**Task requirements**
For the material that follows, work out how many lines hold the word "PartialEq" and answer only with the number.

**Exercise materials**
▼▼▼

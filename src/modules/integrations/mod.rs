pub mod hubspot;
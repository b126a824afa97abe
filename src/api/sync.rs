//! HubSpot sync queue and conflict endpoints

use axum::{
    Json,
    extract::{Path, Query, State},
    http::StatusCode,
    response::IntoResponse,
};
use serde::Deserialize;
use serde_json::json;
use utoipa::ToSchema;

use crate::auth::Claims;
use crate::domain::{DomainError, Permission};
use crate::infrastructure::AppState;
use crate::services::negocio_service;
use crate::sync::conflict::{self, Resolution};
use crate::sync::queue::{self, QueueFilter, QueueStats, RetryReport, SyncStatus};
use crate::sync::{ItemOutcome, process_next_item, processor};

#[derive(Debug, Deserialize)]
pub struct QueueQuery {
    pub status: Option<SyncStatus>,
    pub negocio_id: Option<i32>,
}

#[derive(Debug, Deserialize)]
pub struct ConflictsQuery {
    pub negocio_id: Option<i32>,
}

#[derive(Debug, Deserialize, ToSchema)]
pub struct ResolveConflictRequest {
    pub resolution: Resolution,
}

pub async fn list_queue(
    State(state): State<AppState>,
    claims: Claims,
    Query(params): Query<QueueQuery>,
) -> Result<impl IntoResponse, DomainError> {
    claims.require(Permission::ViewBusinesses)?;
    let filter = QueueFilter {
        status: params.status,
        negocio_id: params.negocio_id,
    };
    let items = queue::list_items(state.db(), filter).await?;
    Ok(Json(json!({ "items": items, "total": items.len() })))
}

#[utoipa::path(
    get,
    path = "/api/sync/stats",
    tag = "sync",
    responses((status = 200, description = "Queue counts per status", body = QueueStats)),
    security(("bearer" = []))
)]
pub async fn queue_stats(
    State(state): State<AppState>,
    claims: Claims,
) -> Result<Json<QueueStats>, DomainError> {
    claims.require(Permission::ViewBusinesses)?;
    Ok(Json(queue::queue_stats(state.db()).await?))
}

/// On-demand retry; failed items are never retried automatically.
#[utoipa::path(
    post,
    path = "/api/sync/retry",
    tag = "sync",
    responses(
        (status = 200, description = "Failed items moved back to pending", body = RetryReport)
    ),
    security(("bearer" = []))
)]
pub async fn retry_failed(
    State(state): State<AppState>,
    claims: Claims,
) -> Result<Json<RetryReport>, DomainError> {
    claims.require(Permission::ManageHubspot)?;
    Ok(Json(queue::retry_failed(state.db()).await?))
}

pub async fn purge_finished(
    State(state): State<AppState>,
    claims: Claims,
) -> Result<impl IntoResponse, DomainError> {
    claims.require(Permission::RunMaintenance)?;
    let deleted = queue::purge_finished(state.db()).await?;
    Ok(Json(json!({ "deleted": deleted })))
}

/// Run one queue item now instead of waiting for the background processor.
pub async fn process_next(
    State(state): State<AppState>,
    claims: Claims,
) -> Result<impl IntoResponse, DomainError> {
    claims.require(Permission::ManageHubspot)?;

    let body = match process_next_item(state.db(), state.crm.as_ref()).await? {
        None => json!({ "processed": false }),
        Some(ItemOutcome::Completed) => json!({ "processed": true, "outcome": "completed" }),
        Some(ItemOutcome::Skipped(reason)) => {
            json!({ "processed": true, "outcome": "skipped", "reason": reason })
        }
        Some(ItemOutcome::Failed(error)) => {
            json!({ "processed": true, "outcome": "failed", "error": error })
        }
        Some(ItemOutcome::Conflict(id)) => {
            json!({ "processed": true, "outcome": "conflict", "conflict_id": id })
        }
    };
    Ok(Json(body))
}

pub async fn schedule_pulls(
    State(state): State<AppState>,
    claims: Claims,
) -> Result<impl IntoResponse, DomainError> {
    claims.require(Permission::ManageHubspot)?;
    let scheduled = processor::schedule_pulls(state.db()).await?;
    Ok((StatusCode::ACCEPTED, Json(json!({ "scheduled": scheduled }))))
}

pub async fn pull_negocio(
    State(state): State<AppState>,
    claims: Claims,
    Path(id): Path<i32>,
) -> Result<impl IntoResponse, DomainError> {
    claims.require(Permission::ManageHubspot)?;
    let negocio = negocio_service::find_negocio(state.db(), id).await?;
    if negocio.hubspot_deal_id.as_deref().is_none_or(str::is_empty) {
        return Err(DomainError::validation(format!(
            "Negocio {} is not linked to a HubSpot deal",
            id
        )));
    }
    let item = queue::enqueue_pull_stage(state.db(), id).await?;
    Ok((StatusCode::ACCEPTED, Json(item)))
}

pub async fn list_conflicts(
    State(state): State<AppState>,
    claims: Claims,
    Query(params): Query<ConflictsQuery>,
) -> Result<impl IntoResponse, DomainError> {
    claims.require(Permission::ViewBusinesses)?;
    let conflicts = conflict::list_conflicts(state.db(), params.negocio_id).await?;
    Ok(Json(json!({ "conflicts": conflicts, "total": conflicts.len() })))
}

#[utoipa::path(
    post,
    path = "/api/sync/conflicts/{id}/resolve",
    tag = "sync",
    params(("id" = i32, Path, description = "Conflict id")),
    request_body = ResolveConflictRequest,
    responses(
        (status = 200, description = "Conflict resolved"),
        (status = 400, description = "Resolution not allowed"),
        (status = 404, description = "Conflict not found"),
        (status = 409, description = "Conflict already resolved")
    ),
    security(("bearer" = []))
)]
pub async fn resolve_conflict(
    State(state): State<AppState>,
    claims: Claims,
    Path(id): Path<i32>,
    Json(payload): Json<ResolveConflictRequest>,
) -> Result<impl IntoResponse, DomainError> {
    claims.require(Permission::EditBusinesses)?;
    Ok(Json(
        conflict::resolve_conflict(state.db(), id, payload.resolution).await?,
    ))
}
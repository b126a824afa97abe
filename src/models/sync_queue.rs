use sea_orm::entity::prelude::*;
use serde::{Deserialize, Serialize};

#[derive(Clone, Debug, PartialEq, Eq, DeriveEntityModel, Serialize, Deserialize)]
#[sea_orm(table_name = "sync_queue")]
pub struct Model {
    #[sea_orm(primary_key, auto_increment = false)]
    pub id: String, // uuid v4
    pub negocio_id: i32,
    pub operacion: String, // update_stage, pull_stage
    pub prioridad: i32,    // 0 = critical .. 3 = low
    #[sea_orm(default_value = "pending")]
    pub estado: String, // pending, processing, completed, failed, skipped
    pub payload: Option<String>,
    pub intentos: i32,
    pub max_intentos: i32,
    pub error_message: Option<String>,
    pub created_at: String,
    pub updated_at: String,
}

#[derive(Copy, Clone, Debug, EnumIter, DeriveRelation)]
pub enum Relation {}

impl ActiveModelBehavior for ActiveModel {}
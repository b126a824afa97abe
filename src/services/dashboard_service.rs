use sea_orm::{ConnectionTrait, EntityTrait};
use serde::Serialize;
use std::collections::BTreeMap;
use std::str::FromStr;
use utoipa::ToSchema;

use crate::domain::estado::business_value;
use crate::domain::{DomainError, EstadoPresupuesto};
use crate::models::{negocio, presupuesto};
use crate::sync::{conflict, queue};

#[derive(Debug, Clone, Serialize, ToSchema)]
pub struct DashboardStats {
    pub total_negocios: usize,
    pub negocios_por_estado: BTreeMap<String, usize>,
    pub presupuestos_por_estado: BTreeMap<String, usize>,
    /// Σ of sent and approved quote totals
    pub valor_pipeline: f64,
    /// Σ of approved quote totals only
    pub valor_aprobado: f64,
    pub sync_pendientes: u64,
    pub sync_fallidos: u64,
    pub conflictos_abiertos: usize,
}

pub async fn get_stats<C: ConnectionTrait>(db: &C) -> Result<DashboardStats, DomainError> {
    let negocios = negocio::Entity::find().all(db).await?;
    let presupuestos = presupuesto::Entity::find().all(db).await?;

    let mut negocios_por_estado = BTreeMap::new();
    for n in &negocios {
        *negocios_por_estado.entry(n.estado.clone()).or_insert(0) += 1;
    }

    let mut presupuestos_por_estado = BTreeMap::new();
    let mut valued = Vec::with_capacity(presupuestos.len());
    for p in &presupuestos {
        *presupuestos_por_estado.entry(p.estado.clone()).or_insert(0) += 1;
        if let Ok(estado) = EstadoPresupuesto::from_str(&p.estado) {
            valued.push((estado, &p.total));
        }
    }

    let valor_aprobado = valued
        .iter()
        .filter(|(e, _)| *e == EstadoPresupuesto::Aprobado)
        .map(|(_, t)| **t)
        .sum();
    let stats = queue::queue_stats(db).await?;

    Ok(DashboardStats {
        total_negocios: negocios.len(),
        negocios_por_estado,
        presupuestos_por_estado,
        valor_pipeline: business_value(valued),
        valor_aprobado,
        sync_pendientes: stats.pending,
        sync_fallidos: stats.failed,
        conflictos_abiertos: conflict::open_conflicts(db).await?.len(),
    })
}
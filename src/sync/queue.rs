//! HubSpot sync queue
//!
//! Rows in `sync_queue` drive the background processor and the UI's
//! "retry failed" action. This is not a guaranteed-delivery log: failed
//! items stay failed until a user retries them.

use sea_orm::sea_query::Expr;
use sea_orm::{
    ActiveModelTrait, ColumnTrait, Condition, ConnectionTrait, EntityTrait, PaginatorTrait,
    QueryFilter, QueryOrder, Set,
};
use serde::{Deserialize, Serialize};
use serde_json::json;
use std::str::FromStr;
use strum::{AsRefStr, Display, EnumString};
use utoipa::ToSchema;

use crate::domain::{DomainError, EstadoNegocio};
use crate::models::sync_queue;
use crate::services::now_timestamp;

pub const DEFAULT_MAX_ATTEMPTS: i32 = 5;

#[derive(
    Debug, Clone, Copy, PartialEq, Eq, Serialize, Deserialize, Display, EnumString, AsRefStr,
)]
#[serde(rename_all = "snake_case")]
#[strum(serialize_all = "snake_case")]
pub enum SyncOperation {
    /// Push the local business state to the HubSpot deal stage
    UpdateStage,
    /// Read the deal stage back and compare with the local state
    PullStage,
}

#[derive(
    Debug,
    Clone,
    Copy,
    PartialEq,
    Eq,
    Serialize,
    Deserialize,
    Display,
    EnumString,
    AsRefStr,
    ToSchema,
)]
#[serde(rename_all = "snake_case")]
#[strum(serialize_all = "snake_case")]
pub enum SyncStatus {
    Pending,
    Processing,
    Completed,
    Failed,
    Skipped,
}

#[derive(Debug, Clone, Copy, PartialEq, Eq, PartialOrd, Ord, Serialize, Deserialize)]
#[serde(rename_all = "snake_case")]
pub enum Priority {
    Critical = 0,
    High = 1,
    Normal = 2,
    Low = 3,
}

impl From<i32> for Priority {
    fn from(value: i32) -> Self {
        match value {
            i32::MIN..=0 => Priority::Critical,
            1 => Priority::High,
            2 => Priority::Normal,
            _ => Priority::Low,
        }
    }
}

impl Priority {
    pub fn as_i32(self) -> i32 {
        self as i32
    }
}

#[derive(Debug, Clone, Default, PartialEq, Eq, Serialize, ToSchema)]
pub struct QueueStats {
    pub pending: u64,
    pub processing: u64,
    pub completed: u64,
    pub failed: u64,
    pub skipped: u64,
}

#[derive(Debug, Clone, Serialize, ToSchema)]
pub struct RetryReport {
    /// Items moved back to pending
    pub requeued: u64,
    /// Failed items left alone because they used up their attempts
    pub exhausted: u64,
}

pub fn operation_of(item: &sync_queue::Model) -> Option<SyncOperation> {
    SyncOperation::from_str(&item.operacion).ok()
}

async fn pending_item<C: ConnectionTrait>(
    db: &C,
    negocio_id: i32,
    operation: SyncOperation,
) -> Result<Option<sync_queue::Model>, DomainError> {
    Ok(sync_queue::Entity::find()
        .filter(sync_queue::Column::NegocioId.eq(negocio_id))
        .filter(sync_queue::Column::Operacion.eq(operation.as_ref()))
        .filter(sync_queue::Column::Estado.eq(SyncStatus::Pending.as_ref()))
        .one(db)
        .await?)
}

/// Add an item, coalescing with a pending item of the same operation for
/// the same negocio. The surviving item keeps the higher priority.
pub async fn enqueue<C: ConnectionTrait>(
    db: &C,
    negocio_id: i32,
    operation: SyncOperation,
    priority: Priority,
    payload: Option<serde_json::Value>,
) -> Result<sync_queue::Model, DomainError> {
    let now = now_timestamp();

    if let Some(existing) = pending_item(db, negocio_id, operation).await? {
        let merged = Priority::from(existing.prioridad).min(priority);
        let mut active: sync_queue::ActiveModel = existing.into();
        active.prioridad = Set(merged.as_i32());
        if payload.is_some() {
            active.payload = Set(payload.map(|p| p.to_string()));
        }
        active.updated_at = Set(now);
        let item = active.update(db).await?;
        tracing::debug!("Coalesced {} for negocio {} into {}", operation, negocio_id, item.id);
        return Ok(item);
    }

    let item = sync_queue::ActiveModel {
        id: Set(uuid::Uuid::new_v4().to_string()),
        negocio_id: Set(negocio_id),
        operacion: Set(operation.to_string()),
        prioridad: Set(priority.as_i32()),
        estado: Set(SyncStatus::Pending.to_string()),
        payload: Set(payload.map(|p| p.to_string())),
        intentos: Set(0),
        max_intentos: Set(DEFAULT_MAX_ATTEMPTS),
        error_message: Set(None),
        created_at: Set(now.clone()),
        updated_at: Set(now),
    }
    .insert(db)
    .await?;

    tracing::info!("Enqueued {} for negocio {} ({:?})", operation, negocio_id, priority);
    Ok(item)
}

pub async fn enqueue_update_stage<C: ConnectionTrait>(
    db: &C,
    negocio_id: i32,
    estado: EstadoNegocio,
    priority: Priority,
) -> Result<sync_queue::Model, DomainError> {
    enqueue(
        db,
        negocio_id,
        SyncOperation::UpdateStage,
        priority,
        Some(json!({ "estado": estado })),
    )
    .await
}

pub async fn enqueue_pull_stage<C: ConnectionTrait>(
    db: &C,
    negocio_id: i32,
) -> Result<sync_queue::Model, DomainError> {
    enqueue(db, negocio_id, SyncOperation::PullStage, Priority::Normal, None).await
}

/// Whether a local change for this negocio is still waiting to be pushed.
pub async fn has_pending_push<C: ConnectionTrait>(
    db: &C,
    negocio_id: i32,
) -> Result<bool, DomainError> {
    Ok(pending_item(db, negocio_id, SyncOperation::UpdateStage)
        .await?
        .is_some())
}

/// Highest priority first, oldest first within a priority.
pub async fn next_pending<C: ConnectionTrait>(
    db: &C,
) -> Result<Option<sync_queue::Model>, DomainError> {
    Ok(sync_queue::Entity::find()
        .filter(sync_queue::Column::Estado.eq(SyncStatus::Pending.as_ref()))
        .order_by_asc(sync_queue::Column::Prioridad)
        .order_by_asc(sync_queue::Column::CreatedAt)
        .one(db)
        .await?)
}

/// Move a pending item to `processing` and count the attempt.
///
/// The update only matches while the row is still pending, so when two
/// workers race for the same item exactly one of them gets `Some`.
pub async fn claim<C: ConnectionTrait>(
    db: &C,
    item: sync_queue::Model,
) -> Result<Option<sync_queue::Model>, DomainError> {
    let result = sync_queue::Entity::update_many()
        .col_expr(
            sync_queue::Column::Estado,
            Expr::value(SyncStatus::Processing.to_string()),
        )
        .col_expr(
            sync_queue::Column::Intentos,
            Expr::col(sync_queue::Column::Intentos).add(1),
        )
        .col_expr(sync_queue::Column::UpdatedAt, Expr::value(now_timestamp()))
        .filter(sync_queue::Column::Id.eq(item.id.as_str()))
        .filter(sync_queue::Column::Estado.eq(SyncStatus::Pending.as_ref()))
        .exec(db)
        .await?;

    if result.rows_affected != 1 {
        return Ok(None);
    }
    Ok(sync_queue::Entity::find_by_id(item.id).one(db).await?)
}

pub async fn finish<C: ConnectionTrait>(
    db: &C,
    item: sync_queue::Model,
    status: SyncStatus,
    message: Option<String>,
) -> Result<sync_queue::Model, DomainError> {
    let mut active: sync_queue::ActiveModel = item.into();
    active.estado = Set(status.to_string());
    active.error_message = Set(message);
    active.updated_at = Set(now_timestamp());
    Ok(active.update(db).await?)
}

/// Filter parameters for listing queue items
#[derive(Debug, Default, Clone)]
pub struct QueueFilter {
    pub status: Option<SyncStatus>,
    pub negocio_id: Option<i32>,
}

pub async fn list_items<C: ConnectionTrait>(
    db: &C,
    filter: QueueFilter,
) -> Result<Vec<sync_queue::Model>, DomainError> {
    let mut condition = Condition::all();

    if let Some(status) = filter.status {
        condition = condition.add(sync_queue::Column::Estado.eq(status.as_ref()));
    }

    if let Some(negocio_id) = filter.negocio_id {
        condition = condition.add(sync_queue::Column::NegocioId.eq(negocio_id));
    }

    Ok(sync_queue::Entity::find()
        .filter(condition)
        .order_by_asc(sync_queue::Column::Prioridad)
        .order_by_desc(sync_queue::Column::CreatedAt)
        .all(db)
        .await?)
}

async fn count_status<C: ConnectionTrait>(db: &C, status: SyncStatus) -> Result<u64, DomainError> {
    Ok(sync_queue::Entity::find()
        .filter(sync_queue::Column::Estado.eq(status.as_ref()))
        .count(db)
        .await?)
}

pub async fn queue_stats<C: ConnectionTrait>(db: &C) -> Result<QueueStats, DomainError> {
    Ok(QueueStats {
        pending: count_status(db, SyncStatus::Pending).await?,
        processing: count_status(db, SyncStatus::Processing).await?,
        completed: count_status(db, SyncStatus::Completed).await?,
        failed: count_status(db, SyncStatus::Failed).await?,
        skipped: count_status(db, SyncStatus::Skipped).await?,
    })
}

/// Move failed items that still have attempts left back to pending.
pub async fn retry_failed<C: ConnectionTrait>(db: &C) -> Result<RetryReport, DomainError> {
    let failed = sync_queue::Column::Estado.eq(SyncStatus::Failed.as_ref());

    let result = sync_queue::Entity::update_many()
        .col_expr(
            sync_queue::Column::Estado,
            Expr::value(SyncStatus::Pending.to_string()),
        )
        .col_expr(
            sync_queue::Column::ErrorMessage,
            Expr::value(Option::<String>::None),
        )
        .col_expr(sync_queue::Column::UpdatedAt, Expr::value(now_timestamp()))
        .filter(failed.clone())
        .filter(
            Expr::col(sync_queue::Column::Intentos).lt(Expr::col(sync_queue::Column::MaxIntentos)),
        )
        .exec(db)
        .await?;

    let exhausted = sync_queue::Entity::find().filter(failed).count(db).await?;

    tracing::info!(
        "Requeued {} failed sync items ({} exhausted)",
        result.rows_affected,
        exhausted
    );
    Ok(RetryReport {
        requeued: result.rows_affected,
        exhausted,
    })
}

/// Items left in `processing` by a crash go back to pending on startup.
pub async fn recover_interrupted<C: ConnectionTrait>(db: &C) -> Result<u64, DomainError> {
    let result = sync_queue::Entity::update_many()
        .col_expr(
            sync_queue::Column::Estado,
            Expr::value(SyncStatus::Pending.to_string()),
        )
        .filter(sync_queue::Column::Estado.eq(SyncStatus::Processing.as_ref()))
        .exec(db)
        .await?;
    Ok(result.rows_affected)
}

/// Delete completed and skipped items.
pub async fn purge_finished<C: ConnectionTrait>(db: &C) -> Result<u64, DomainError> {
    let result = sync_queue::Entity::delete_many()
        .filter(
            sync_queue::Column::Estado
                .is_in([SyncStatus::Completed.as_ref(), SyncStatus::Skipped.as_ref()]),
        )
        .exec(db)
        .await?;
    Ok(result.rows_affected)
}

/// Drop every queued item of a negocio (used when the negocio is deleted).
pub async fn discard_for_negocio<C: ConnectionTrait>(
    db: &C,
    negocio_id: i32,
) -> Result<u64, DomainError> {
    let result = sync_queue::Entity::delete_many()
        .filter(sync_queue::Column::NegocioId.eq(negocio_id))
        .exec(db)
        .await?;
    Ok(result.rows_affected)
}

#[cfg(test)]
mod tests {
    use super::*;
    use crate::db::init_db;

    #[tokio::test]
    async fn pending_pushes_are_coalesced() {
        let db = init_db("sqlite::memory:").await.expect("Failed to init db");

        let first =
            enqueue_update_stage(&db, 1, EstadoNegocio::PresupuestoEnviado, Priority::Normal)
                .await
                .unwrap();
        let second = enqueue_update_stage(&db, 1, EstadoNegocio::NegocioAceptado, Priority::High)
            .await
            .unwrap();

        assert_eq!(first.id, second.id);
        assert_eq!(second.prioridad, Priority::High.as_i32());
        assert!(second.payload.unwrap().contains("negocio_aceptado"));

        let items = list_items(&db, QueueFilter::default()).await.unwrap();
        assert_eq!(items.len(), 1);
    }

    #[tokio::test]
    async fn next_pending_respects_priority() {
        let db = init_db("sqlite::memory:").await.expect("Failed to init db");

        enqueue_pull_stage(&db, 1).await.unwrap();
        let urgent = enqueue_update_stage(&db, 2, EstadoNegocio::Cancelado, Priority::Critical)
            .await
            .unwrap();

        let next = next_pending(&db).await.unwrap().expect("an item");
        assert_eq!(next.id, urgent.id);
    }

    #[tokio::test]
    async fn retry_only_requeues_items_with_attempts_left() {
        let db = init_db("sqlite::memory:").await.expect("Failed to init db");

        let a = enqueue_pull_stage(&db, 1).await.unwrap();
        let a = claim(&db, a).await.unwrap().expect("claimed");
        finish(&db, a, SyncStatus::Failed, Some("boom".into())).await.unwrap();

        let b = enqueue_pull_stage(&db, 2).await.unwrap();
        let mut b: sync_queue::ActiveModel = b.into();
        b.intentos = Set(DEFAULT_MAX_ATTEMPTS);
        b.estado = Set(SyncStatus::Failed.to_string());
        b.update(&db).await.unwrap();

        let report = retry_failed(&db).await.unwrap();
        assert_eq!(report.requeued, 1);
        assert_eq!(report.exhausted, 1);

        let stats = queue_stats(&db).await.unwrap();
        assert_eq!(stats.pending, 1);
        assert_eq!(stats.failed, 1);
    }

    #[tokio::test]
    async fn an_item_can_only_be_claimed_once() {
        let db = init_db("sqlite::memory:").await.expect("Failed to init db");

        enqueue_update_stage(&db, 1, EstadoNegocio::NegocioAceptado, Priority::High)
            .await
            .unwrap();

        // Two workers read the same pending row before either claims it
        let seen_by_a = next_pending(&db).await.unwrap().expect("an item");
        let seen_by_b = next_pending(&db).await.unwrap().expect("an item");
        assert_eq!(seen_by_a.id, seen_by_b.id);

        let claimed = claim(&db, seen_by_a).await.unwrap().expect("first claim wins");
        assert_eq!(claimed.estado, "processing");
        assert_eq!(claimed.intentos, 1);

        assert!(claim(&db, seen_by_b).await.unwrap().is_none());
        assert!(next_pending(&db).await.unwrap().is_none());

        let stats = queue_stats(&db).await.unwrap();
        assert_eq!(stats.processing, 1);
        assert_eq!(stats.pending, 0);
    }
}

▲▲▲

**Exercise response**
5